Note that not all providers issue refresh tokens. Google does by default. GitHub access tokens don't expire (unless the OAuth app is configured with expiring tokens). Check the provider's documentation to understand their token lifecycle.
Managing identities
A user's connected OAuth providers appear as identities on their account. You can list them:
const { identities } = await account.listIdentities();
identities.forEach(identity => {
console.log(identity.provider, identity.providerEmail);
});
Users can connect additional providers by going through the createOAuth2Token flow again while already logged in. This links the new provider to the existing account.
To disconnect a provider:
await account.deleteIdentity({ identityId });
Mobile and native app setup
On mobile platforms, the OAuth redirect needs special handling because there's no browser URL to redirect to. createOAuth2Token is the right choice here: you get the authorization URL, open it in a browser session, and catch the redirect back to your app.

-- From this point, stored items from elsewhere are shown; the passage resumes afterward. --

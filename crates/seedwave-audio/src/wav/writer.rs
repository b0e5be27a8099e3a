//! Container and PCM serialization.

use std::io::{self, Write};

use crate::error::{AudioError, AudioResult};

use super::format::WavFormat;

/// Size of the canonical RIFF/fmt/data header in bytes.
pub const HEADER_SIZE: usize = 44;

/// Writes a complete WAV file to a writer.
///
/// # Arguments
/// * `writer` - Output writer
/// * `format` - WAV format parameters
/// * `pcm_data` - Raw PCM samples as bytes
///
/// # Returns
/// Result indicating success, or an I/O error if the data does not fit in a
/// RIFF container
pub fn write_wav<W: Write>(writer: &mut W, format: &WavFormat, pcm_data: &[u8]) -> io::Result<()> {
    let data_size = u32::try_from(pcm_data.len())
        .ok()
        .filter(|&size| size <= u32::MAX - 36)
        .ok_or_else(|| {
            io::Error::new(
                io::ErrorKind::InvalidInput,
                "PCM data exceeds RIFF size limit",
            )
        })?;
    let riff_size = 36 + data_size; // everything after the 8-byte RIFF preamble

    // RIFF header
    writer.write_all(b"RIFF")?;
    writer.write_all(&riff_size.to_le_bytes())?;
    writer.write_all(b"WAVE")?;

    // fmt chunk
    writer.write_all(b"fmt ")?;
    writer.write_all(&16u32.to_le_bytes())?; // Chunk size (16 for PCM)
    writer.write_all(&1u16.to_le_bytes())?; // Audio format (1 = PCM)
    writer.write_all(&format.channels.to_le_bytes())?;
    writer.write_all(&format.sample_rate.to_le_bytes())?;
    writer.write_all(&format.byte_rate().to_le_bytes())?;
    writer.write_all(&format.block_align().to_le_bytes())?;
    writer.write_all(&format.bits_per_sample.to_le_bytes())?;

    // data chunk
    writer.write_all(b"data")?;
    writer.write_all(&data_size.to_le_bytes())?;
    writer.write_all(pcm_data)?;

    Ok(())
}

/// Writes a WAV file to a byte vector.
///
/// # Arguments
/// * `format` - WAV format parameters
/// * `pcm_data` - Raw PCM samples as bytes
///
/// # Returns
/// Complete WAV file as bytes
pub fn write_wav_to_vec(format: &WavFormat, pcm_data: &[u8]) -> AudioResult<Vec<u8>> {
    let len = HEADER_SIZE + pcm_data.len();
    let mut buffer = Vec::new();
    buffer
        .try_reserve_exact(len)
        .map_err(|_| AudioError::Allocation { samples: len })?;
    write_wav(&mut buffer, format, pcm_data)?;
    Ok(buffer)
}

/// Converts samples to little-endian 16-bit PCM bytes.
///
/// Values outside `[-1, 1]` are clamped.
///
/// # Arguments
/// * `samples` - Audio samples in f64 format
///
/// # Returns
/// PCM data as little-endian 16-bit samples, scaled by 32767
pub fn samples_to_pcm16(samples: &[f64]) -> AudioResult<Vec<u8>> {
    let len = samples
        .len()
        .checked_mul(2)
        .ok_or(AudioError::Allocation {
            samples: samples.len(),
        })?;
    let mut pcm = Vec::new();
    pcm.try_reserve_exact(len)
        .map_err(|_| AudioError::Allocation { samples: len })?;

    for &sample in samples {
        let clipped = sample.clamp(-1.0, 1.0);
        let pcm_value = (clipped * 32767.0).round() as i16;
        pcm.extend_from_slice(&pcm_value.to_le_bytes());
    }

    Ok(pcm)
}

For React Native with Expo:
import { makeRedirectUri } from 'expo-auth-session';
import * as WebBrowser from 'expo-web-browser';
const deepLink = new URL(makeRedirectUri({ preferLocalhost: true }));
const scheme = `${deepLink.protocol}//`;
const authUrl = await account.createOAuth2Token({
provider: OAuthProvider.Github,
success: `${deepLink}`,
failure: `${deepLink}`
});
const result = await WebBrowser.openAuthSessionAsync(`${authUrl}`, scheme);
const url = new URL(result.url);
const secret = url.searchParams.get('secret');
const userId = url.searchParams.get('userId');
await account.createSession({ userId, secret });
For other platforms:
- Flutter: Set the success and failure URLs to your app's deep link scheme, such as
appwrite-callback-<PROJECT_ID>://. - Android: Register an intent filter for the callback scheme in
AndroidManifest.xml. - Apple (iOS/macOS): Register a custom URL scheme in your app's Info.plist.
The Appwrite docs for each platform include exact configuration steps.
One thing to note: OAuth login is not available via the GraphQL API. Use the REST API or SDK.
Start building with Appwrite OAuth
Appwrite's createOAuth2Token flow gives you full control over session creation while handling the hard parts: authorization redirects, token exchange, and refresh. You get a consistent API across 30+ providers without managing any of the OAuth complexity yourself.